This is humorous and ironic essay that describes the excuses that the writer, a teacher, has come across in her years of teaching. The whole tone of the essay conveys a sense of disbelief – that some students will invent almost any excuse to explain why an assignment is late or cannot be submitted. The title ‘The Dog Ate My Disk, and Other Tales of Woe’ is directly related to the descriptive first paragraph where Segal describes the cartoon she has taped to her office door. In a good-homored way she cheerfully admits that the cartoon and the warnings in the syllabus that she will not tolerate late work have “had absolutely no effect.” The ironic tone is established when she says that she wished her students used the same effort and ingenuity that they apply to their excuses to apply themselves to the missing or late assignments. The rest of the essay categorizes the excuses, and this process of categorization is part of the humour, because it suggests that the excuses are predictable and she has heard them, or variants of them, many times before.

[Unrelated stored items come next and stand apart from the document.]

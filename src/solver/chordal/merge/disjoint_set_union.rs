// Union-find over the initial clique indices, used by the spanning
// tree computation of the clique graph merge strategy.  Merging by
// subtree size with full path compression on every lookup; indexing
// over the initial indices keeps tombstoned cliques from shifting
// live ones.

#[derive(Debug)]
pub(crate) struct DisjointSetUnion {
    parent: Vec<usize>,
    size: Vec<usize>,
}

impl DisjointSetUnion {
    pub(crate) fn new(n: usize) -> Self {
        Self {
            parent: (0..n).collect(),
            size: vec![1; n],
        }
    }

    pub(crate) fn union(&mut self, a: usize, b: usize) {
        let ra = self.find(a);
        let rb = self.find(b);

        if ra == rb {
            return;
        }

        // smaller tree hangs off the larger
        let (big, small) = {
            if self.size[ra] >= self.size[rb] {
                (ra, rb)
            } else {
                (rb, ra)
            }
        };
        self.parent[small] = big;
        self.size[big] += self.size[small];
    }

    pub(crate) fn in_same_set(&mut self, a: usize, b: usize) -> bool {
        self.find(a) == self.find(b)
    }

    fn find(&mut self, x: usize) -> usize {
        // locate the root, then point the whole path at it
        let mut root = x;
        while self.parent[root] != root {
            root = self.parent[root];
        }

        let mut v = x;
        while self.parent[v] != root {
            let next = self.parent[v];
            self.parent[v] = root;
            v = next;
        }
        root
    }
}

// -------------
// testing

#[test]
fn test_union_find_basic() {
    let mut dsu = DisjointSetUnion::new(6);
    dsu.union(0, 1);
    dsu.union(2, 3);
    assert!(dsu.in_same_set(0, 1));
    assert!(!dsu.in_same_set(1, 2));

    dsu.union(1, 2);
    assert!(dsu.in_same_set(0, 3));
    assert!(!dsu.in_same_set(4, 2));

    // union with itself is a no-op
    dsu.union(5, 5);
    assert!(dsu.in_same_set(5, 5));
    assert!(!dsu.in_same_set(5, 0));
}

#[test]
fn test_union_find_compresses_paths() {
    let mut dsu = DisjointSetUnion::new(8);
    for i in 0..7 {
        dsu.union(i, i + 1);
    }
    // all joined into one component
    for i in 1..8 {
        assert!(dsu.in_same_set(0, i));
    }
    // after lookups every node points straight at the root
    let root = dsu.find(0);
    assert!((0..8).all(|v| dsu.parent[v] == root));
}
use super::*;
use crate::algebra::*;
use std::ops::Range;

// -------------------------------------
// default composite cone type
// -------------------------------------

pub struct CompositeCone<T: FloatT = f64> {
    cones: Vec<SupportedCone<T>>,

    // overall number of rows in the composite cone
    pub(crate) numel: usize,

    // ranges for the indices of the constituent cones
    pub(crate) rng_cones: Vec<Range<usize>>,
}

impl<T> CompositeCone<T>
where
    T: FloatT,
{
    pub fn new(types: &[SupportedConeT<T>]) -> Self {
        let mut cones: Vec<SupportedCone<T>> = Vec::with_capacity(types.len());

        for t in types.iter() {
            cones.push(make_cone(t));
        }

        let numel = cones.iter().map(|c| c.numel()).sum();

        // the index ranges of the constituent cones partition 0..numel
        let mut rng_cones = Vec::with_capacity(cones.len());
        let mut start = 0;
        for cone in &cones {
            let stop = start + cone.numel();
            rng_cones.push(start..stop);
            start = stop;
        }

        Self {
            cones,
            numel,
            rng_cones,
        }
    }

    pub fn len(&self) -> usize {
        self.cones.len()
    }
    pub fn is_empty(&self) -> bool {
        self.cones.is_empty()
    }
    pub fn iter(&self) -> std::slice::Iter<'_, SupportedCone<T>> {
        self.cones.iter()
    }
    pub fn iter_mut(&mut self) -> std::slice::IterMut<'_, SupportedCone<T>> {
        self.cones.iter_mut()
    }

    // is the cone at the given position a zero (equality) cone?
    pub(crate) fn is_zero_cone(&self, i: usize) -> bool {
        matches!(self.cones[i], SupportedCone::ZeroCone(_))
    }
}

impl<T> Cone<T> for CompositeCone<T>
where
    T: FloatT,
{
    fn numel(&self) -> usize {
        self.numel
    }

    fn project(&mut self, x: &mut [T]) {
        let cones = &mut self.cones;
        let rngs = &self.rng_cones;
        for (cone, rng) in cones.iter_mut().zip(rngs.iter()) {
            cone.project(&mut x[rng.clone()]);
        }
    }

    fn in_dual(&mut self, y: &[T], tol: T) -> bool {
        let cones = &mut self.cones;
        let rngs = &self.rng_cones;
        for (cone, rng) in cones.iter_mut().zip(rngs.iter()) {
            if !cone.in_dual(&y[rng.clone()], tol) {
                return false;
            }
        }
        true
    }

    fn in_recession(&mut self, x: &[T], tol: T) -> bool {
        let cones = &mut self.cones;
        let rngs = &self.rng_cones;
        for (cone, rng) in cones.iter_mut().zip(rngs.iter()) {
            if !cone.in_recession(&x[rng.clone()], tol) {
                return false;
            }
        }
        true
    }

    fn support_function(&mut self, y: &[T], tol: T) -> T {
        let cones = &mut self.cones;
        let rngs = &self.rng_cones;
        let mut out = T::zero();
        for (cone, rng) in cones.iter_mut().zip(rngs.iter()) {
            out += cone.support_function(&y[rng.clone()], tol);
            if out == T::infinity() {
                break;
            }
        }
        out
    }

    fn rectify_equilibration(&self, δ: &mut [T], e: &[T]) -> bool {
        let mut any_changed = false;

        // we will update e <- δ .* e using return values
        // from this function.  The default is to do nothing at all
        δ.set(T::one());
        for (cone, rng) in self.iter().zip(self.rng_cones.iter()) {
            let δi = &mut δ[rng.clone()];
            let ei = &e[rng.clone()];
            any_changed |= cone.rectify_equilibration(δi, ei);
        }
        any_changed
    }

    fn scale_units(&mut self, e: &[T]) {
        let cones = &mut self.cones;
        let rngs = &self.rng_cones;
        for (cone, rng) in cones.iter_mut().zip(rngs.iter()) {
            cone.scale_units(&e[rng.clone()]);
        }
    }
}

The first three categories absolve the student from all blame, and usually involve illness or incapacity and sometimes even death of a family member, a friend’s family member or the behaviour of their roommate. The image of someone “throwing up blood” is repeated to show Segal’s scepticism about the excuses. Her sardonic, ironic tone is clear when she writes “Creative students may win extra extensions (and days off) with careful planning and fuller plot development” – reporting that a close relative’s illness leads to hospital and then a little later to death. On the subject of family problems and a student saying “I had to help my family”, Segal is especially sarcastic – “I do not understand why anyone would turn to my most irresponsible students in times of trouble.” In the next paragraph the phrase “heart-warming concern for others” is especially sarcastic. Segal even jokes with her classes how amazing it is that “the simple act of my assigning a topic for a paper seemed to drive large numbers of otherwise happy and healthy middle-aged women to their deaths.” [This after a student had told her, “My best friends’ mother killed herself.”
Segal mocks the innovations of the computer age because they have given students a further range of ready-made excuses which are impossible to prove or disprove, and to show their predictability, she lists them as bullet points. I find these excuses doubly amusing because, although some students may well use them as excuses, sometimes there are genuine problems with computers – my printer always runs out of ink on the night before an important assignment is due in, but what teacher would believe me?
Segal saves the most bizarre stories for her final section which concerns one student who has a bizarre accident with a chain saw which, rather preposterously, leads to her changing degree course from surgery to English and also, because she has time on her hands, to develop an internet relationship with a European, who she is flying off to meet in Rome. Segal shows her disbelief in this highly complicated story in the final funny sentence of the essay in which the student hopes she will “accept late work if the pope wrote a note.” This is clearly exaggerated and not true – are we to believe that a student seriously thought she could get the Pope to write a note explaining why her assignment was late? A fittingly funny end to a witty essay.